Cette journée historique avait pourtant bien commencé. Mestafa s'était levé tôt pour faire ses courses au marché de Larbaa et pensait avoir largement le temps de revenir à Belcourt vers midi une heure. Un projet à la portée de Zaztava. Mais bon, on était loin de cette estimation et Mestafa appuyait si fort sur l'accélérateur qu'il crut, à un moment, apercevoir son pied sortir de sous le capot.
Au même instant et à des centaines de kilomètres de là, dans une autre planète en quelque sorte, nos héros de Gijon,"koul wahed b'nomroh", étaient déjà en train de graver, à la ponte de leurs crampons, les mots"L'djazair l'ghalia"sur la liste des grandes nations du football. Et Mestafa était toujours loin de sa très chère "tilivizio nwarébla".
Il tremblait de rage et de désespoir et à la place de sa pomme d'Adam, Il avait comme une boule de "ness r'tal" qui lui restait en travers de la gorge. Dire qu'il voulait tout simplement acheter une livre de carotte !"Wech eddek".
-"Ness r'tal zrodia ya dine rab !".se lamentait il ! les yeux embués en secouant le "guidounn". Mais voilà. Une fois dans le souk de Larbaa, le "khédhar"aimablement sollicité ne possédait pas le poids requis. Il fallu qu'il quitte son étal à la recherche du Graal. Le "khédhar" tout sourire et tout en "sérwal", disparut dans la jungle"krombitt kherchéff et batata"après avoir solennellement promu Mestafa au rang de gardien de légumes par intérim. Fraîchement investi, Mestafa poirota une, puis deux éternités au milieu de cette haie d'honneur faite de "f'liou "et "maadnoos"avant de voir enfin ressurgir le sympathique docteur es-"khoudhar wa fawakih" aux dents argentées qui lui lança gaiement et à haute voix :
-"Ah sahbi, édi kilou z'roudia we sellam ! makann'ch ness r'tal h'na fél marchi !"
La vie de Mestafa se brisa une demi seconde après ces joyeuses paroles. En plus de son temps et de sa patience, le gentil garçon perdit définitivement ses nerfs. Il attrapa l'heureux "khédhar" par le col et s'apprêter à le gratifier d'un "d'magh" de type"bouzellouf ultra-th'guil"agrée par la S.N. métal, lorsqu'il fut happé par les autres commerçants qui volèrent au secours de leur gai collègue.

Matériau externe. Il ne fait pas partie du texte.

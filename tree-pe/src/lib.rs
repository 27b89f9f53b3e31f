pub mod batch;
pub mod constants;
pub mod cpu;
pub mod error;
pub mod fixture;
pub mod instructions;
pub mod memory;
pub mod microprogram;
pub mod parser;
pub mod register;
pub mod word;

pub use cpu::{ProcessingElement, TraceEntry};
pub use error::{AssembleError, PeError, Result};
pub use memory::{MemoryEngine, Node, NodeMemory};
pub use word::Word;

/// Runs a single row on a fresh processing element and returns its prediction
pub fn classify<M: NodeMemory, V: Into<Word> + Copy>(
    num_fields: usize,
    mem: &M,
    row: &[V],
) -> Result<Word> {
    let mut pe = ProcessingElement::new(num_fields, mem);
    pe.process_row(row)?;
    Ok(pe.result())
}
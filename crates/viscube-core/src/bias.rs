//! Empirical guard-angle and depth-bias math for the cube capture pass.
//!
//! Adjacent cube faces leave visible seams unless each face is captured with
//! a little extra field of view. The required margin is roughly proportional
//! to the inverse of the slice resolution; since only a fixed set of
//! resolutions is supported, tabulated empirical values are used instead of
//! the analytic guard-angle formula.

/// Default guard angle when the resolution falls outside the tabulated range.
const DEFAULT_FOV_BIAS: f32 = 4.0;

/// Filter kernel radius used to widen the bias when filtered sampling is on
/// (matches a 5x5 kernel).
const FILTER_KERNEL_RADIUS: f32 = 2.5;

/// Returns the extra field-of-view margin, in degrees, to apply to a 90°
/// cube face so adjacent slices overlap instead of leaving seams.
///
/// The value is a step function of the slice resolution. `filtering` adds a
/// second empirical offset to account for multi-texel sampling kernels.
/// Resolutions of 8 or below are a policy warning: the default bias is
/// returned unchanged and a diagnostic is logged.
pub fn frustum_fov_bias_degrees(slice_resolution: u32, filtering: bool) -> f32 {
    let mut fov_bias = DEFAULT_FOV_BIAS;

    if slice_resolution <= 8 {
        log::warn!(
            "slice resolution {slice_resolution} too low for seam correction, \
             increase the atlas resolution"
        );
    } else if slice_resolution <= 16 {
        fov_bias = 43.0;
    } else if slice_resolution <= 32 {
        fov_bias = 18.55;
    } else if slice_resolution <= 64 {
        fov_bias = 8.63;
    } else if slice_resolution <= 128 {
        fov_bias = 4.13;
    } else if slice_resolution <= 256 {
        fov_bias = 2.03;
    } else if slice_resolution <= 512 {
        fov_bias = 1.00;
    } else if slice_resolution <= 1024 {
        fov_bias = 0.50;
    }

    if filtering {
        if slice_resolution <= 16 {
            log::warn!(
                "slice resolution {slice_resolution} too low for filtered sampling, \
                 increase the atlas resolution or disable filtering"
            );
        } else if slice_resolution <= 32 {
            fov_bias += 9.35;
        } else if slice_resolution <= 64 {
            fov_bias += 4.07;
        } else if slice_resolution <= 128 {
            fov_bias += 1.77;
        } else if slice_resolution <= 256 {
            fov_bias += 0.85;
        } else if slice_resolution <= 512 {
            fov_bias += 0.39;
        } else if slice_resolution <= 1024 {
            fov_bias += 0.17;
        }
    }

    fov_bias
}

/// Computes the shadow-style depth bias applied while capturing occluders.
///
/// The frustum half-width is approximated as if the projection were
/// orthographic at the far end of the capture range, which gives a
/// world-space texel size; the bias is that texel size scaled by
/// `bias_offset` (negated so geometry is pushed towards the viewer). When
/// `filtering` is on the bias is widened by the sampling kernel radius.
///
/// This is a pure function of its inputs and needs no GPU context.
pub fn depth_bias(bias_offset: f32, range: f32, slice_resolution: u32, filtering: bool) -> f32 {
    let fov_bias = frustum_fov_bias_degrees(slice_resolution, filtering);
    let cube_face_angle = 90.0 + fov_bias;
    // Half-width (world units) of the capture frustum's far plane.
    let frustum_half_width = (cube_face_angle * 0.5).to_radians().tan() * range;

    let texel_size = frustum_half_width / slice_resolution as f32;
    let mut bias = -bias_offset * texel_size;

    if filtering {
        bias *= FILTER_KERNEL_RADIUS;
    }

    bias
}

#[cfg(test)]
mod tests {
    use super::*;
    use proptest::prelude::*;

    const RESOLUTIONS: [u32; 4] = [128, 256, 512, 1024];

    #[test]
    fn test_fov_bias_monotone_non_increasing() {
        for filtering in [false, true] {
            let mut prev = f32::INFINITY;
            for res in RESOLUTIONS {
                let bias = frustum_fov_bias_degrees(res, filtering);
                assert!(
                    bias <= prev,
                    "bias must not increase with resolution (res {res}, filtering {filtering})"
                );
                prev = bias;
            }
        }
    }

    #[test]
    fn test_filtering_never_reduces_bias() {
        for res in [16, 32, 64, 128, 256, 512, 1024] {
            let hard = frustum_fov_bias_degrees(res, false);
            let soft = frustum_fov_bias_degrees(res, true);
            assert!(soft >= hard, "filtered bias must dominate at res {res}");
        }
    }

    #[test]
    fn test_tiny_resolution_returns_default() {
        assert!((frustum_fov_bias_degrees(8, false) - 4.0).abs() < f32::EPSILON);
        assert!((frustum_fov_bias_degrees(1, false) - 4.0).abs() < f32::EPSILON);
    }

    #[test]
    fn test_tabulated_values() {
        assert!((frustum_fov_bias_degrees(512, false) - 1.0).abs() < 1e-6);
        assert!((frustum_fov_bias_degrees(1024, false) - 0.5).abs() < 1e-6);
        assert!((frustum_fov_bias_degrees(512, true) - 1.39).abs() < 1e-6);
    }

    #[test]
    fn test_depth_bias_sign() {
        // Positive offset pushes depth towards the viewer (negative bias).
        assert!(depth_bias(1.0, 10.0, 512, false) < 0.0);
        assert!(depth_bias(-1.0, 10.0, 512, false) > 0.0);
    }

    #[test]
    fn test_filtering_scales_by_kernel_radius() {
        // Same table entry for 512 with/without filtering differs, so compare
        // against the recomputed expectation instead of a plain ratio.
        let filtered = depth_bias(1.0, 10.0, 512, true);
        let fov = frustum_fov_bias_degrees(512, true);
        let half_width = ((90.0 + fov) * 0.5_f32).to_radians().tan() * 10.0;
        let expected = -(half_width / 512.0) * 2.5;
        assert!((filtered - expected).abs() < 1e-6);
    }

    proptest! {
        /// depth_bias is linear in bias_offset: f(2k) == 2 f(k).
        #[test]
        fn prop_depth_bias_linear_in_offset(
            offset in -16.0f32..16.0,
            range in 0.1f32..100.0,
            res_idx in 0usize..4,
            filtering in proptest::bool::ANY,
        ) {
            let res = RESOLUTIONS[res_idx];
            let single = depth_bias(offset, range, res, filtering);
            let double = depth_bias(2.0 * offset, range, res, filtering);
            prop_assert!((double - 2.0 * single).abs() <= 1e-4 * single.abs().max(1.0));
        }

        /// Larger resolution at fixed inputs never increases the magnitude.
        #[test]
        fn prop_depth_bias_shrinks_with_resolution(
            offset in 0.01f32..16.0,
            range in 0.1f32..100.0,
        ) {
            let mut prev = f32::INFINITY;
            for res in RESOLUTIONS {
                let magnitude = depth_bias(offset, range, res, false).abs();
                prop_assert!(magnitude <= prev);
                prev = magnitude;
            }
        }
    }
}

Les paisibles "kodh'ienn" que Mestafa comptait faire loin des marchés Clauzel et Meissonnier, se terminèrent en tourbillon de poussière, menaces, insultes, crachats et gourdins brandis. Fort heureusement, Zaztava n'était pas loin"l'harba t'sselek" Il s'y engouffra en abondonnant fruits et légumes.
Le match était déjà peut être terminé et "w'led l'houma" étaient sûrement tous dehors, à crier, chanter et danser en l'honneur de ce qui fut peut être, l'unique véritable joie de la décennie pour le peuple. Et comme jadis à l'école, Mestafa etait exclu. Exclu de cette fête et délaissé de sa précieuse "kola".
La route ombragée était déserte et la gourmande Roumaine avalait le "godronn" qui la séparait d'Alger.Mestafa était sur le point de dépasser le rond-point des "Calytouss" lorsqu'il réalisa que tout était perdu et que son ulcère, tel un volcan endormi n'allait pas tarder à le martyriser. Pas de E.N -R.F.A., pas de "kodhiyenn"et comme pour compléter cette infinie détresse, une sinistre fumée noirâtre ondulait comme un serpent sur le capot. Zaztava, la prunelle de ses yeux, l'unique amour de sa vie, venait de rendre son dernier souffle pollué, loin de sa terre natale.
Je pense pouvoir dire sans me tromper que Mestafa était le seul, l'unique Algérien d'Afrique du nord à avoir pleuré à chaudes larmes de dépit, de tristesse et de grande douleur de ce fameux jour de juin 1982.